Das Land Vorarlberg setzt die finanzielle Unterstützung für Verwaltungskräfte an allgemeinbildenden Pflichtschulen auch im Schuljahr 2026/27 fort. Damit sollen Schulleitungen von Bürokratie entlastet werden. Gleichzeitig übt das Land scharfe Kritik an der mangelnden Finanzierung durch den Bund.
Die Vorarlberger Landesregierung hat die Fortsetzung der administrativen Entlastung für die allgemeinbildenden Pflichtschulen im kommenden Schuljahr 2026/27 beschlossen und dafür rund 1,7 Millionen Euro budgetiert. Insgesamt umfasst das Paket knapp 80.000 Stunden für Verwaltungstätigkeiten, was rechnerisch etwa 45 Vollzeitstellen entspricht.
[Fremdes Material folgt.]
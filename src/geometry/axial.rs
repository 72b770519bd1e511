// internal modules
use crate::error::{Error, Result};
use crate::model::{Assembly, Core};
use crate::options::SolverOptions;
use crate::utils::*;

// standard library
use std::collections::BTreeMap;

// external crates
use log::{debug, warn};

/// Elevations closer than this are treated as the same boundary (cm)
pub const ELEVATION_TOLERANCE: f64 = 1.0e-6;

/// Boundaries closer than this are likely to upset DIF3D convergence (cm)
const NEAR_BOUNDARY_WARNING: f64 = 0.1;

/// The single axial mesh shared by every assembly in the solver model
#[derive(Debug, Clone, PartialEq)]
pub struct UniformMesh {
    bounds: Vec<f64>,
}

impl UniformMesh {
    /// Uniform mesh for a core, explicit boundaries win over the block union
    pub fn new(core: &Core, options: &SolverOptions) -> Result<Self> {
        let mesh = match &options.uniform_mesh {
            Some(bounds) => Self::from_bounds(core, bounds.clone())?,
            None => Self::from_blocks(core)?,
        };
        mesh.check_spacing();
        debug!("Uniform mesh has {} axial cells", mesh.n_cells());
        Ok(mesh)
    }

    /// Union of every block boundary of the modeled assemblies
    pub fn from_blocks(core: &Core) -> Result<Self> {
        let mut all: Vec<f64> = core
            .modeled_assemblies()
            .iter()
            .flat_map(|a| a.blocks.iter().flat_map(|b| [b.bottom, b.top]))
            .collect();
        all.sort_by(|a, b| a.total_cmp(b));

        let mut bounds: Vec<f64> = Vec::with_capacity(all.len());
        for z in all {
            match bounds.last() {
                Some(last) if (z - last).abs() <= ELEVATION_TOLERANCE => (),
                _ => bounds.push(z),
            }
        }

        Self::checked(bounds)
    }

    /// User supplied boundaries, which must span the same extent as the core
    pub fn from_bounds(core: &Core, bounds: Vec<f64>) -> Result<Self> {
        let mesh = Self::checked(bounds)?;
        let (bottom, top) = core_extent(core)?;
        if (mesh.bottom() - bottom).abs() > ELEVATION_TOLERANCE
            || (mesh.top() - top).abs() > ELEVATION_TOLERANCE
        {
            return Err(Error::InvalidGeometry(f!(
                "Uniform mesh spans {}-{} cm but the core spans {bottom}-{top} cm",
                mesh.bottom(),
                mesh.top()
            )));
        }
        Ok(mesh)
    }

    fn checked(bounds: Vec<f64>) -> Result<Self> {
        if bounds.len() < 2 {
            return Err(Error::InvalidGeometry(
                "Uniform mesh needs at least one axial cell".to_string(),
            ));
        }
        if bounds.iter().any(|z| !z.is_finite()) {
            return Err(Error::InvalidGeometry(
                "Uniform mesh boundaries must be finite".to_string(),
            ));
        }
        if bounds.windows(2).any(|w| w[1] - w[0] <= ELEVATION_TOLERANCE) {
            return Err(Error::InvalidGeometry(
                "Uniform mesh boundaries must be strictly increasing".to_string(),
            ));
        }
        Ok(Self { bounds })
    }

    /// Boundaries bottom to top
    pub fn bounds(&self) -> &[f64] {
        &self.bounds
    }

    /// Number of axial cells
    pub fn n_cells(&self) -> usize {
        self.bounds.len() - 1
    }

    pub fn bottom(&self) -> f64 {
        self.bounds[0]
    }

    pub fn top(&self) -> f64 {
        self.bounds[self.bounds.len() - 1]
    }

    /// (bottom, top) of an axial cell
    pub fn cell(&self, index: usize) -> Option<(f64, f64)> {
        match (self.bounds.get(index), self.bounds.get(index + 1)) {
            (Some(b), Some(t)) => Some((*b, *t)),
            _ => None,
        }
    }

    /// Iterator over (bottom, top) of every axial cell
    pub fn cells(&self) -> impl Iterator<Item = (f64, f64)> + '_ {
        self.bounds.windows(2).map(|w| (w[0], w[1]))
    }

    /// Warn about adjacent boundaries that are suspiciously close
    pub fn check_spacing(&self) {
        for w in self.bounds.windows(2) {
            if w[1] - w[0] < NEAR_BOUNDARY_WARNING {
                warn!(
                    "Mesh value {} is close to neighbouring mesh value {}, watch for convergence issues",
                    w[1], w[0]
                );
            }
        }
    }
}

/// Common (bottom, top) of all modeled assemblies
fn core_extent(core: &Core) -> Result<(f64, f64)> {
    let assemblies = core.modeled_assemblies();
    let first = assemblies
        .first()
        .ok_or_else(|| Error::InvalidGeometry("Core has no modeled assemblies".to_string()))?;
    match (first.bottom(), first.top()) {
        (Some(bottom), Some(top)) => Ok((bottom, top)),
        _ => Err(Error::InvalidGeometry(f!(
            "Assembly {} has no blocks",
            first.number
        ))),
    }
}

/// Composition of one uniform axial cell of one assembly
#[derive(Debug, Clone, PartialEq)]
pub struct UniformCell {
    pub bottom: f64,
    pub top: f64,
    /// Suffix of the block with the largest overlap
    pub xs_suffix: String,
    /// Length-weighted number densities
    pub densities: BTreeMap<String, f64>,
}

/// One assembly projected onto the uniform mesh
#[derive(Debug, Clone, PartialEq)]
pub struct UniformColumn {
    pub ring: usize,
    pub position: usize,
    pub number: usize,
    pub cells: Vec<UniformCell>,
}

/// The modeled assemblies projected onto the uniform mesh
///
/// Columns are kept in the canonical (ring, position) order, so the n-th
/// column and the m-th cell line up with the region index built by
/// [RegionMap](crate::geometry::RegionMap).
#[derive(Debug, Clone, PartialEq)]
pub struct UniformCore {
    pub columns: Vec<UniformColumn>,
}

impl UniformCore {
    /// Project every modeled assembly onto the uniform mesh
    pub fn new(core: &Core, mesh: &UniformMesh) -> Result<Self> {
        let columns = core
            .modeled_assemblies()
            .into_iter()
            .map(|a| Self::project(a, mesh))
            .collect::<Result<Vec<UniformColumn>>>()?;
        Ok(Self { columns })
    }

    fn project(assembly: &Assembly, mesh: &UniformMesh) -> Result<UniformColumn> {
        let mut cells = Vec::with_capacity(mesh.n_cells());

        for (bottom, top) in mesh.cells() {
            let height = top - bottom;
            let mut densities: BTreeMap<String, f64> = BTreeMap::new();
            let mut dominant: Option<(f64, &str)> = None;

            for block in &assembly.blocks {
                let overlap = block.overlap(bottom, top);
                if overlap <= ELEVATION_TOLERANCE {
                    continue;
                }
                let weight = overlap / height;
                for (name, density) in &block.densities {
                    *densities.entry(name.clone()).or_insert(0.0) += weight * density;
                }
                // strict comparison keeps the lowest block on a tie
                if dominant.map_or(true, |(length, _)| overlap > length) {
                    dominant = Some((overlap, &block.xs_suffix));
                }
            }

            let xs_suffix = match dominant {
                Some((_, suffix)) => suffix.to_string(),
                None => {
                    return Err(Error::InvalidGeometry(f!(
                        "No block of assembly {} covers {bottom}-{top} cm",
                        assembly.number
                    )))
                }
            };

            cells.push(UniformCell {
                bottom,
                top,
                xs_suffix,
                densities,
            });
        }

        Ok(UniformColumn {
            ring: assembly.ring,
            position: assembly.position,
            number: assembly.number,
            cells,
        })
    }
}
Ziel der Maßnahme ist es, die Schulleiter von bürokratischen Aufgaben zu befreien, damit diese sich intensiver auf die pädagogische Arbeit konzentrieren können. Die administrativen Aufgaben werden von Bürokräften übernommen, die in der Regel von den Gemeinden als Schulerhaltern oder über die Schulische Assistenz und Freizeitbetreuung Vorarlberg GmbH (SAF GmbH) angestellt sind.
Schöbi-Fink sieht dringenden Handlungsbedarf
Die Finanzierung durch das Land versteht sich auch als Überbrückung einer Bundeslücke. Bildungslandesrätin Barbara Schöbi-Fink kritisierte in diesem Zusammenhang die schleppende Umsetzung auf nationaler Ebene: „Vorarlberg kompensiert hier seit Jahren sowohl bei der administrativen Unterstützung wie auch im Lehrbetrieb aus eigenen Mitteln, da der Bund dieser Aufgabe nicht ausreichend nachkommt. Hier besteht dringender Handlungsbedarf.“ Während das Bildungsministerium den Bedarf an Unterstützung mittlerweile zwar anerkenne, hinke der Bund bei der tatsächlichen Umsetzung und Finanzierung weiterhin deutlich hinterher, so die Landesrätin. Durch die Verlängerung des Landesbudgets soll die administrative Unterstützung für die Gemeinden und Schulen im Land nun vorerst nahtlos abgesichert bleiben.